With a reduced feature space, these models struggled to capture intricate data relationships, leading to suboptimal performance. Consequently, we relied on simpler models, which are less sensitive to input dimensionality but may lack the predictive power of complex algorithms. The relatively small sample size of the external validation dataset may limit the generalizability of findings to broader populations. Although rigorous feature selection and 10-fold cross-validation mitigated overfitting, limited samples still constrained the complexity of reliably trainable models.

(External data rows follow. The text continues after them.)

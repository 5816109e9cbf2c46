extern crate self as rivescript;

use std::collections::HashMap;
use std::sync::Arc;

use parking_lot::RwLock;

#[macro_use]
mod macros;
mod api;
mod engine;
mod error;
mod objects;
pub mod script;
mod users;

pub use api::{Bot, Options, ReplyDetails, SortedTrigger, TopicSummary};
pub use engine::ReplyMetrics;
pub use error::{LoadError, MacroError, ReplyError};
pub use objects::{CallContext, ObjectHandler, Subroutine};
pub use users::ThawAction;

use crate::engine::Pattern;

// --- Sentinels --------------------------------------------------------------

/// Value read back for any variable that was never set.
pub const UNDEFINED: &str = "undefined";

/// Reply when no trigger in the active topic chain matches the input.
pub const ERR_NO_MATCH: &str = "ERR: No Reply Matched";

/// Reply when a trigger matched but produced no usable reply.
pub const ERR_NO_REPLY: &str = "ERR: No Reply Found";

/// Reply when a redirect or macro chain exceeds [`Options::depth`].
pub const ERR_DEEP_RECURSION: &str = "ERR: Deep Recursion Detected";

/// Inline text substituted for a `<call>` to an unregistered macro.
pub const ERR_OBJECT_NOT_FOUND: &str = "[ERR: Object Not Found]";

/// Definition value that removes a key instead of storing it.
pub(crate) const UNDEF_TAG: &str = "<undef>";

pub(crate) const DEFAULT_TOPIC: &str = "random";
pub(crate) const BEGIN_TOPIC: &str = "__begin__";

// --- Internal types ---------------------------------------------------------

/// A loaded trigger with its pattern(s) compiled.
///
/// Triggers are shared between a topic and every sort buffer that can see it,
/// so they live behind an `Arc` and are never mutated after loading.
#[derive(Debug)]
pub(crate) struct Trigger {
    pub topic: String,
    pub pattern: Pattern,
    /// The bot reply this trigger answers (`%` line), if any.
    pub previous: Option<Pattern>,
    pub replies: Vec<ReplyTemplate>,
    pub conditions: Vec<Condition>,
    pub redirect: Option<String>,
}

#[derive(Debug, Clone, PartialEq, Eq)]
pub(crate) struct ReplyTemplate {
    pub text: String,
    pub weight: u32,
}

impl ReplyTemplate {
    /// Split an inline `{weight=N}` marker out of `raw`.
    pub fn parse(raw: &str) -> Self {
        let re = regex!(r"\{weight=(\d+)\}");
        let weight = re
            .captures(raw)
            .and_then(|caps| caps.get(1))
            .and_then(|m| m.as_str().parse::<u32>().ok())
            .unwrap_or(1)
            .max(1);
        let text = re.replace_all(raw, "").trim().to_string();
        ReplyTemplate { text, weight }
    }
}

#[derive(Debug, Clone, Copy, PartialEq, Eq)]
pub(crate) enum CondOp {
    Eq,
    Ne,
    Lt,
    Le,
    Gt,
    Ge,
}

impl CondOp {
    fn from_token(token: &str) -> Option<Self> {
        match token {
            "==" | "eq" => Some(CondOp::Eq),
            "!=" | "ne" | "<>" => Some(CondOp::Ne),
            "<" => Some(CondOp::Lt),
            "<=" => Some(CondOp::Le),
            ">" => Some(CondOp::Gt),
            ">=" => Some(CondOp::Ge),
            _ => None,
        }
    }

    /// Compare two already-expanded operands. Ordering operators are numeric
    /// and fail when either side is not a number.
    pub fn holds(self, left: &str, right: &str) -> bool {
        let numbers = || Some((left.trim().parse::<f64>().ok()?, right.trim().parse::<f64>().ok()?));
        match self {
            CondOp::Eq => left == right,
            CondOp::Ne => left != right,
            CondOp::Lt => numbers().is_some_and(|(l, r)| l < r),
            CondOp::Le => numbers().is_some_and(|(l, r)| l <= r),
            CondOp::Gt => numbers().is_some_and(|(l, r)| l > r),
            CondOp::Ge => numbers().is_some_and(|(l, r)| l >= r),
        }
    }
}

/// `lhs op rhs => reply`
#[derive(Debug, Clone, PartialEq, Eq)]
pub(crate) struct Condition {
    pub left: String,
    pub op: CondOp,
    pub right: String,
    pub reply: String,
}

impl Condition {
    pub fn parse(raw: &str) -> Option<Self> {
        let (test, reply) = raw.split_once("=>")?;
        let caps = regex!(r"^(.+?)\s+(==|eq|!=|ne|<>|<=|>=|<|>)\s+(.*)$").captures(test.trim())?;
        Some(Condition {
            left: caps[1].trim().to_string(),
            op: CondOp::from_token(&caps[2])?,
            right: caps[3].trim().to_string(),
            reply: ReplyTemplate::parse(reply).text,
        })
    }
}

#[derive(Debug, Default)]
pub(crate) struct Topic {
    pub triggers: Vec<Arc<Trigger>>,
    pub includes: Vec<String>,
    pub inherits: Vec<String>,
}

/// Everything loaded from scripts, plus the bot/global variables that tags may
/// rewrite at reply time.
#[derive(Debug, Default)]
pub(crate) struct Brain {
    pub topics: HashMap<String, Topic>,
    pub globals: RwLock<HashMap<String, String>>,
    pub vars: RwLock<HashMap<String, String>>,
    pub subs: HashMap<String, String>,
    pub person: HashMap<String, String>,
    pub arrays: HashMap<String, Vec<String>>,
}

impl Brain {
    pub fn bot_var(&self, name: &str) -> String {
        self.vars.read().get(name).cloned().unwrap_or_else(|| UNDEFINED.to_string())
    }

    pub fn global(&self, name: &str) -> String {
        self.globals.read().get(name).cloned().unwrap_or_else(|| UNDEFINED.to_string())
    }
}

#[cfg(test)]
mod tests {
    use super::*;

    #[test]
    fn weight_marker_is_stripped() {
        let reply = ReplyTemplate::parse("Hello there human.{weight=19}");
        assert_eq!(reply.text, "Hello there human.");
        assert_eq!(reply.weight, 19);

        let plain = ReplyTemplate::parse("Hey!");
        assert_eq!(plain.weight, 1);

        assert_eq!(ReplyTemplate::parse("zero {weight=0}").weight, 1);
    }

    #[test]
    fn condition_parses_operators() {
        let cond = Condition::parse("<get name> == undefined => What is your name?").unwrap();
        assert_eq!(cond.left, "<get name>");
        assert_eq!(cond.op, CondOp::Eq);
        assert_eq!(cond.right, "undefined");
        assert_eq!(cond.reply, "What is your name?");

        let cond = Condition::parse("<get age> >= 18 => Adult").unwrap();
        assert_eq!(cond.op, CondOp::Ge);

        let cond = Condition::parse("<get age> < 13 => Too young.{weight=4}").unwrap();
        assert_eq!(cond.op, CondOp::Lt);
        assert_eq!(cond.reply, "Too young.");

        assert!(Condition::parse("no arrow here").is_none());
        assert!(Condition::parse("a ~~ b => nope").is_none());
    }

    #[test]
    fn numeric_ops_need_numbers() {
        assert!(CondOp::Lt.holds("3", "10"));
        assert!(!CondOp::Lt.holds("three", "10"));
        assert!(CondOp::Ne.holds("a", "b"));
        assert!(CondOp::Ge.holds(" 5", "5"));
    }
}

Future studies should prioritize large, multi-cohort validation and advanced feature-reduction strategies to optimize model robustness. Notably, the identified gene signature presents dual utility in precision medicine: (1) as diagnostic biomarkers for early NAFLD, where genes correlated with steatosis severity could enable non-invasive screening via blood or tissue expression profiles; and (2) as therapeutic targets in MDD, where dysregulated immune-metabolic pathways may guide personalized pharmacotherapy. Furthermore, our transcriptomic-focused analysis would benefit from integrating proteomic/metabolomic data to elucidate mechanistic pathways. We plan to address these gaps by expanding independent cohorts and validating key genes through immunohistochemistry and functional assays.
Conclusion
In summary, despite these limitations, our study has made significant strides in advancing the early diagnosis of NAFLD in individuals with MDD. By developing a robust machine-learning model anchored in an eight-gene signature, we provide a promising clinical tool to facilitate the early identification and management of NAFLD. Future research should prioritize validation in larger, more diverse cohorts and the discovery of additional biomarkers to enhance model predictive power. Ultimately, this work paves the way for precision medicine approaches tailored to manage this complex comorbidity.